Like Apollo, it will use lunar orbit rendezvous, but a little differently. SpaceX’s Starship would be launched ahead of time and a crew would dock having flown from Earth in the new Orion crew capsule. (Parts actually available.) The Starship would then land on the lunar surface and be capable of launching itself to reverse the trip. With a 100-ton payload capacity, the astronauts can have a pretty ambitious camping trip.
Artemis 1, with the Lockheed-built Orion, is scheduled to launch this year, but it’s not clear that it will. Just as a reminder, the Starship we’ve been watching blow up in Texas is the actual landing vehicle; a version of its technology will be used as the Artemis lander. But eventually, that system will be a super heavy launch vehicle itself. Orion, by the way, is intended to launch on NASA’s new SLS—Space Launch System whose…parts aren’t yet available. But they’re supposed to be before the end of the year for the unmanned Artemis 1 mission. NASA just had a successful hot fire of the SLS engines.
So the $2.9 billion question is whether SLS, Orion and the Starship can all come together for a mission to the Moon in 2024, as proposed by the Trump administration. If it were the very last day of 2024, that leaves about 43 months. Place your bets. I think it’s doable, but my bet is it won’t happen. The schedule will slip past that at least into the following year, if it isn’t cancelled altogether.
And judging how Boeing has stumbled with its Starliner crew capsule, I don’t have much confidence that it would bring much to the party to grease things along. The Orion capsule itself has been in development for more than 15 years. Good thing we haven’t been in a hurry. I would love to have been a fly on the wall for NASA’s discussions about awarding the SpaceX sole contract. It could be quite a gamble if it goes south and the other two contractors have gone cold. I’m not sure I would want to own the decision. Then again, sure I would. I’m not worried about my government retirement.
We’ve been talking about a trillion here and a trillion there so often that $2.9 billion seems like a piddling sum for SpaceX’s lander.

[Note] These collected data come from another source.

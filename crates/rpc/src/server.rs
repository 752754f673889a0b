// rpc/src/server.rs
use crate::{RpcError, RpcErrorResponse, RpcMethods, RpcRequest, RpcResponse, RpcResult};
use gamm::PoolStore;
use hyper::header::{HeaderValue, ACCESS_CONTROL_ALLOW_HEADERS, ACCESS_CONTROL_ALLOW_METHODS, ACCESS_CONTROL_ALLOW_ORIGIN, CONTENT_TYPE};
use hyper::service::{make_service_fn, service_fn};
use hyper::{Body, Method, Request, Response, Server, StatusCode};
use std::net::SocketAddr;
use std::sync::Arc;

#[derive(Debug, Clone)]
pub struct RpcConfig {
    pub listen_addr: SocketAddr,
    pub cors_origin: String,
}

impl Default for RpcConfig {
    fn default() -> Self {
        Self {
            listen_addr: SocketAddr::from(([127, 0, 0, 1], 1317)),
            cors_origin: "*".to_string(),
        }
    }
}

pub struct RpcServer<S> {
    config: RpcConfig,
    methods: Arc<RpcMethods<S>>,
}

impl<S: PoolStore + Send + Sync + 'static> RpcServer<S> {
    pub fn new(config: RpcConfig, methods: RpcMethods<S>) -> Self {
        Self {
            config,
            methods: Arc::new(methods),
        }
    }

    pub async fn start(self: Arc<Self>) -> RpcResult<()> {
        tracing::info!("Starting RPC server on {}", self.config.listen_addr);

        let value = self.clone();
        let make_svc = make_service_fn(move |_| {
            let server = value.clone();
            async move {
                Ok::<_, hyper::Error>(service_fn(move |req| {
                    let server = server.clone();
                    async move { server.handle_request(req).await }
                }))
            }
        });

        let server = Server::try_bind(&self.config.listen_addr)
            .map_err(|e| RpcError::ServerError(e.to_string()))?
            .serve(make_svc);

        tracing::info!("RPC server listening on {}", self.config.listen_addr);

        server.await.map_err(|e| RpcError::ServerError(e.to_string()))?;

        Ok(())
    }

    async fn handle_request(&self, req: Request<Body>) -> Result<Response<Body>, hyper::Error> {
        if req.method() == Method::OPTIONS {
            return Ok(self.respond(StatusCode::OK, Body::empty()));
        }

        if req.method() != Method::POST {
            return Ok(self.respond(StatusCode::METHOD_NOT_ALLOWED, Body::from("Method not allowed")));
        }

        let body_bytes = hyper::body::to_bytes(req.into_body()).await?;

        let response = match serde_json::from_slice::<RpcRequest>(&body_bytes) {
            Ok(request) => self.process_request(request).await,
            Err(_) => error_response(serde_json::Value::Null, &RpcError::ParseError),
        };

        Ok(self.respond(StatusCode::OK, encode_response(&response)))
    }

    pub async fn process_request(&self, request: RpcRequest) -> RpcResponse {
        if request.jsonrpc != "2.0" {
            return error_response(request.id, &RpcError::InvalidRequest);
        }

        match self.methods.handle(&request.method, request.params).await {
            Ok(result) => RpcResponse {
                jsonrpc: "2.0".to_string(),
                result: Some(result),
                error: None,
                id: request.id,
            },
            Err(error) => {
                tracing::debug!("RPC {} failed: {}", request.method, error);
                error_response(request.id, &error)
            }
        }
    }

    fn respond(&self, status: StatusCode, body: Body) -> Response<Body> {
        let mut response = Response::new(body);
        *response.status_mut() = status;

        let headers = response.headers_mut();
        headers.insert(CONTENT_TYPE, HeaderValue::from_static("application/json"));
        headers.insert(
            ACCESS_CONTROL_ALLOW_ORIGIN,
            HeaderValue::from_str(&self.config.cors_origin).unwrap_or_else(|_| HeaderValue::from_static("*")),
        );
        headers.insert(ACCESS_CONTROL_ALLOW_METHODS, HeaderValue::from_static("POST, OPTIONS"));
        headers.insert(ACCESS_CONTROL_ALLOW_HEADERS, HeaderValue::from_static("Content-Type"));
        response
    }
}

fn error_response(id: serde_json::Value, error: &RpcError) -> RpcResponse {
    RpcResponse {
        jsonrpc: "2.0".to_string(),
        result: None,
        error: Some(RpcErrorResponse {
            code: error.code(),
            message: error.to_string(),
            data: None,
        }),
        id,
    }
}

fn encode_response(response: &RpcResponse) -> Body {
    match serde_json::to_vec(response) {
        Ok(bytes) => Body::from(bytes),
        Err(e) => {
            tracing::warn!("Failed to encode RPC response: {}", e);
            Body::from(r#"{"jsonrpc":"2.0","error":{"code":-32603,"message":"Internal error"},"id":null}"#)
        }
    }
}
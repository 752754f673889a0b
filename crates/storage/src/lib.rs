// storage/src/lib.rs

//! Persistent Storage Layer
//!
//! This crate provides persistent storage using RocksDB:
//! - Pool records keyed by id, written in atomic batches
//! - Node metadata (pool id counter, block height, bank snapshot, params)
//! - Pool incentive records
//! - An LRU cache of decoded pools

pub mod cache;
pub mod db;

pub use cache::PoolCache;
pub use db::{ColumnFamily, Database, DatabaseConfig, DatabaseStats};

use gamm::GammError;

/// Result type for storage operations
pub type StorageResult<T> = Result<T, StorageError>;

/// Errors that can occur during storage operations
#[derive(Debug, thiserror::Error)]
pub enum StorageError {
    #[error("Database error: {0}")]
    DatabaseError(String),

    #[error("Serialization error: {0}")]
    SerializationError(String),

    #[error("Corruption detected: {0}")]
    Corruption(String),
}

impl From<StorageError> for GammError {
    fn from(err: StorageError) -> Self {
        GammError::Storage(err.to_string())
    }
}

#[cfg(test)]
mod tests {
    use super::*;
    use gamm::ErrorKind;

    #[test]
    fn test_storage_errors_are_internal() {
        let err: GammError = StorageError::Corruption("bad key".into()).into();
        assert_eq!(err, GammError::Storage("Corruption detected: bad key".into()));
        assert_eq!(err.kind(), ErrorKind::Internal);
    }
}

It’s about the cost of a Virginia-class submarine or a little less than a fifth the price of a Ford-class carrier. But how does it compare to the Apollo-era hardware? Interesting question.
Grumman developed the original Lunar Module with a contact awarded in 1962 for about $350 million. It first flew, manned, in early 1969. Adjusted for inflation—wait for it—that’s about $3 billion in 2021 dollars. I’m sure they’re scratching their heads at Lockheed Martin over how Elon Musk pulled that off.
Of course, he hasn’t yet. But the check is in the mail.